Integration of multi-scale molecular modeling approaches with experiments for the in silico guided design and discovery of novel hERG-Neutral antihypertensive oxazalone and imidazolone derivatives and analysis of their potential restrictive effects on cell proliferation was written by Durdagi, Serdar;Aksoydan, Busecan;Erol, Ismail;Kantarcioglu, Isik;Ergun, Yavuz;Bulut, Gulay;Acar, Melih;Avsar, Timucin;Liapakis, George;Karageorgos, Vlasios;Salmas, Ramin E.;Sergi, Baris;Alkhatib, Sara;Turan, Gizem;Yigit, Berfu Nur;Cantasir, Kutay;Kurt, Bahar;Kilic, Turker. And the article was included in European Journal of Medicinal Chemistry in 2018.Name: 1-(((Cyclohexyloxy)carbonyl)oxy)ethyl 1-((2′-(2H-tetrazol-5-yl)-[1,1′-biphenyl]-4-yl)methyl)-2-ethoxy-1H-benzo[d]imidazole-7-carboxylate This article mentions the following:

AT1 antagonists is the most recent drug class of mols. against hypertension and they mediate their actions through blocking detrimental effects of angiotensin II (A-II) when acts on type I (AT1) A-II receptor. The effects of AT1 antagonists are not limited to cardiovascular diseases. AT1 receptor blockers may be used as potential anti-cancer agents – due to the inhibition of cell proliferation stimulated by A-II. Therefore, AT1 receptors and the A-II biosynthesis mechanisms are targets for the development of new synthetic drugs and therapeutic treatment of various cardiovascular and other diseases. Multi-scale mol. modeling approaches were performed and it is found that oxazolone and imidazolone derivatives reveal similar/better interaction energy profiles compared to the FDA approved sartan mols. at the binding site of the AT1 receptor. In silico-guided designed hit mols. were then synthesized and tested for their binding affinities to human AT1 receptor in radioligand binding studies, using [¹²⁵I-Sar¹-Ile⁸] AngII. Among the compounds tested, 19d (4′-((4-(4-bromobenzylidene)-2-butyl-5-oxo-4,5-dihydro-1H-imidazol-1-yl)methyl)[1,1′-biphenyl]-2-carbonitrile) and 9j (4-(2-bromobenzylidene)-2-butyl-1-((2′-(2-trityl-2H-tetrazol-5-yl)[1,1′-biphenyl]-4-yl)methyl)-1H-imidazol-5(4H)-one) mols. bound to receptor in a dose response manner and with relatively high affinities. Next, cytotoxicity and wound healing assays were performed for these hit mols. Since hit mol. 19d led to deceleration of cell motility in all three cell lines (NIH3T3, A549, and H358) tested in this study, this mol. is investigated in further tests. In two cell lines (HUVEC and MCF-7) tested, 19d induced G2/M cell cycle arrest in a concentration dependent manner. Adherent cells detached from the plates and underwent cell death possibly due to apoptosis at 19d concentrations that induced cell cycle arrest. In the experiment, the researchers used many compounds, for example, 1-(((Cyclohexyloxy)carbonyl)oxy)ethyl 1-((2′-(2H-tetrazol-5-yl)-[1,1′-biphenyl]-4-yl)methyl)-2-ethoxy-1H-benzo[d]imidazole-7-carboxylate (cas: 145040-37-5Name: 1-(((Cyclohexyloxy)carbonyl)oxy)ethyl 1-((2′-(2H-tetrazol-5-yl)-[1,1′-biphenyl]-4-yl)methyl)-2-ethoxy-1H-benzo[d]imidazole-7-carboxylate).

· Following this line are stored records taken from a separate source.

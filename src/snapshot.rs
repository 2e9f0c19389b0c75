//! Versioned serde model of a whole library.

use serde::{Deserialize, Serialize};

use crate::{
    book::Book,
    error::CatalogResult,
    person::{Member, Staff},
};

/// Version number written into every [`LibrarySnapshotV1`].
pub const SNAPSHOT_FORMAT_VERSION: u16 = 1;

/// Point-in-time copy of every collection, in insertion order.
#[derive(Debug, Clone, PartialEq, Eq, Serialize, Deserialize)]
pub struct LibrarySnapshotV1 {
    /// Payload format version.
    pub format_version: u16,
    /// Books, checkout flags included.
    pub books: Vec<Book>,
    /// Registered members.
    pub members: Vec<Member>,
    /// Staff roster.
    pub staff: Vec<Staff>,
}

impl LibrarySnapshotV1 {
    /// Builds a snapshot stamped with [`SNAPSHOT_FORMAT_VERSION`].
    pub fn new(books: Vec<Book>, members: Vec<Member>, staff: Vec<Staff>) -> Self {
        Self {
            format_version: SNAPSHOT_FORMAT_VERSION,
            books,
            members,
            staff,
        }
    }

    /// Encodes the snapshot as pretty JSON.
    pub fn to_json(&self) -> CatalogResult<String> {
        Ok(serde_json::to_string_pretty(self)?)
    }

    /// Decodes a snapshot from JSON. The version is checked on import, not here.
    pub fn from_json(json: &str) -> CatalogResult<Self> {
        Ok(serde_json::from_str(json)?)
    }
}
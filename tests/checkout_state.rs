use libcatalog::{
    book::Book,
    config::LibraryConfig,
    core::{library::Library, listing::Describe},
    error::CatalogError,
    events::CatalogEvent,
    types::Genre,
};

fn journaled() -> Library {
    Library::with_config(LibraryConfig {
        record_events: true,
        ..LibraryConfig::default()
    })
}

#[test]
fn new_book_keeps_fields_and_is_on_shelf() {
    let book = Book::new(Genre::NonFiction, " Spaced ", "Author", "isbn?");

    assert_eq!(book.genre(), Genre::NonFiction);
    assert_eq!(book.title(), " Spaced ");
    assert_eq!(book.author(), "Author");
    assert_eq!(book.isbn(), "isbn?");
    assert!(!book.is_checked_out());
}

#[test]
fn check_out_then_return_restores_flag() {
    let mut book = Book::fiction("Dune", "Herbert", "1");

    book.check_out();
    assert!(book.is_checked_out());
    book.return_book();
    assert!(!book.is_checked_out());
}

#[test]
fn double_check_out_stays_checked_out() {
    let mut book = Book::fiction("Dune", "Herbert", "1");

    book.check_out();
    book.check_out();
    assert!(book.is_checked_out());

    book.return_book();
    book.return_book();
    assert!(!book.is_checked_out());
}

#[test]
fn describe_is_stable_across_calls_and_checkout() {
    let mut book = Book::non_fiction("Cosmos", "Sagan", "2");
    let first = book.describe();

    assert_eq!(book.describe(), first);
    book.check_out();
    assert_eq!(book.describe(), first);
    assert_eq!(first, "Non-Fiction Book: Cosmos by Sagan");
}

#[test]
fn library_toggles_owned_book_through_handle() {
    let mut library = Library::new();
    library.add_book(Book::fiction("First", "A", "1"));
    let handle = library.add_book(Book::fiction("Second", "B", "2"));

    library.check_out(handle).unwrap();
    assert!(library.book(handle).unwrap().is_checked_out());
    assert!(!library.book(0).unwrap().is_checked_out());

    library.return_book(handle).unwrap();
    assert!(!library.book(handle).unwrap().is_checked_out());
}

#[test]
fn unknown_handle_is_reported() {
    let mut library = journaled();
    library.add_book(Book::fiction("Only", "One", "1"));
    library.drain_events();

    assert!(matches!(
        library.check_out(5),
        Err(CatalogError::MissingBook(5))
    ));
    assert!(matches!(
        library.return_book(1),
        Err(CatalogError::MissingBook(1))
    ));
    assert!(library.drain_events().is_empty());
}

#[test]
fn checkout_events_follow_operation_order() {
    let mut library = journaled();
    let handle = library.add_book(Book::fiction("Dune", "Herbert", "1"));
    library.check_out(handle).unwrap();
    library.return_book(handle).unwrap();

    assert_eq!(
        library.drain_events(),
        vec![
            CatalogEvent::BookAdded { handle },
            CatalogEvent::BookCheckedOut { handle },
            CatalogEvent::BookReturned { handle },
        ]
    );
    assert!(library.drain_events().is_empty());
}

1-(((Cyclohexyloxy)carbonyl)oxy)ethyl 1-((2′-(2H-tetrazol-5-yl)-[1,1′-biphenyl]-4-yl)methyl)-2-ethoxy-1H-benzo[d]imidazole-7-carboxylate (cas: 145040-37-5) belongs to imidazole derivatives. Many natural products, especially alkaloids, contain the imidazole ring. These imidazoles share the 1,3-C3N2 ring but feature varied substituents. Imidazole derivatives have antibacterial, antifungal and anticancer functionality. It interacts with DNA and also binds to protein and stops cell division.Name: 1-(((Cyclohexyloxy)carbonyl)oxy)ethyl 1-((2′-(2H-tetrazol-5-yl)-[1,1′-biphenyl]-4-yl)methyl)-2-ethoxy-1H-benzo[d]imidazole-7-carboxylate

Referemce:
Imidazole – Wikipedia,
Imidazole | C3H4N2 – PubChem

Toughening Poly(lactic acid) with Imidazolium-based Elastomeric Ionomers was written by Chen, Lu;Hu, Kuan;Sun, Si-Ting;Jiang, Hai;Huang, Dong;Zhang, Kun-Yu;Pan, Li;Li, Yue-Sheng. And the article was included in Chinese Journal of Polymer Science in 2018.Related Products of 21252-69-7 This article mentions the following:

Imidazolium-based elastomeric ionomers (i-BIIR) were facilely synthesized by ionically modified brominated poly(isobutylene-co-isoprene) (BIIR) with different alkyl chain imidazole and thoroughly explored as novel toughening agents for poly(lactic acid) (PLA). The miscibility, thermal behavior, phase morphol. and mech. property of ionomers and blends were investigated through dynamic mech. analyses (DMA), differential scanning calorimetry (DSC), SEM, tensile and impact testing. DMA and SEM results showed that better compatibility between the PLA and i-BIIR was achieved compared to the PLA/unmodified BIIR elastomer. A remarkable improvement in ductility with an optimum elongation at break up to 235% was achieved for the PLA/i-BIIR blends with 1-dodecylimidazole alkyl chain (i-BIIR-12), more than 10 times higher than that of pure PLA. The impact strengths of PLA were enhanced from 1.9 kJ/m² to 4.1 kJ/m² for the PLA/10 wt% i-BIIR-12 blend. Toughening mechanism had been established by systematical anal. of the compatibility, intermol. interaction and phase structures of the blends. Interfacial cavitations initiated massive shear yielding of the PLA matrix owing to a suitable interfacial adhesion which played a key role in the enormous toughening effect in these blends. We believed that introducing imidazolium group into the BIIR elastomer was vital for the formation of a suitable interfacial adhesion. In the experiment, the researchers used many compounds, for example, 1-Octyl-1H-imidazole (cas: 21252-69-7Related Products of 21252-69-7).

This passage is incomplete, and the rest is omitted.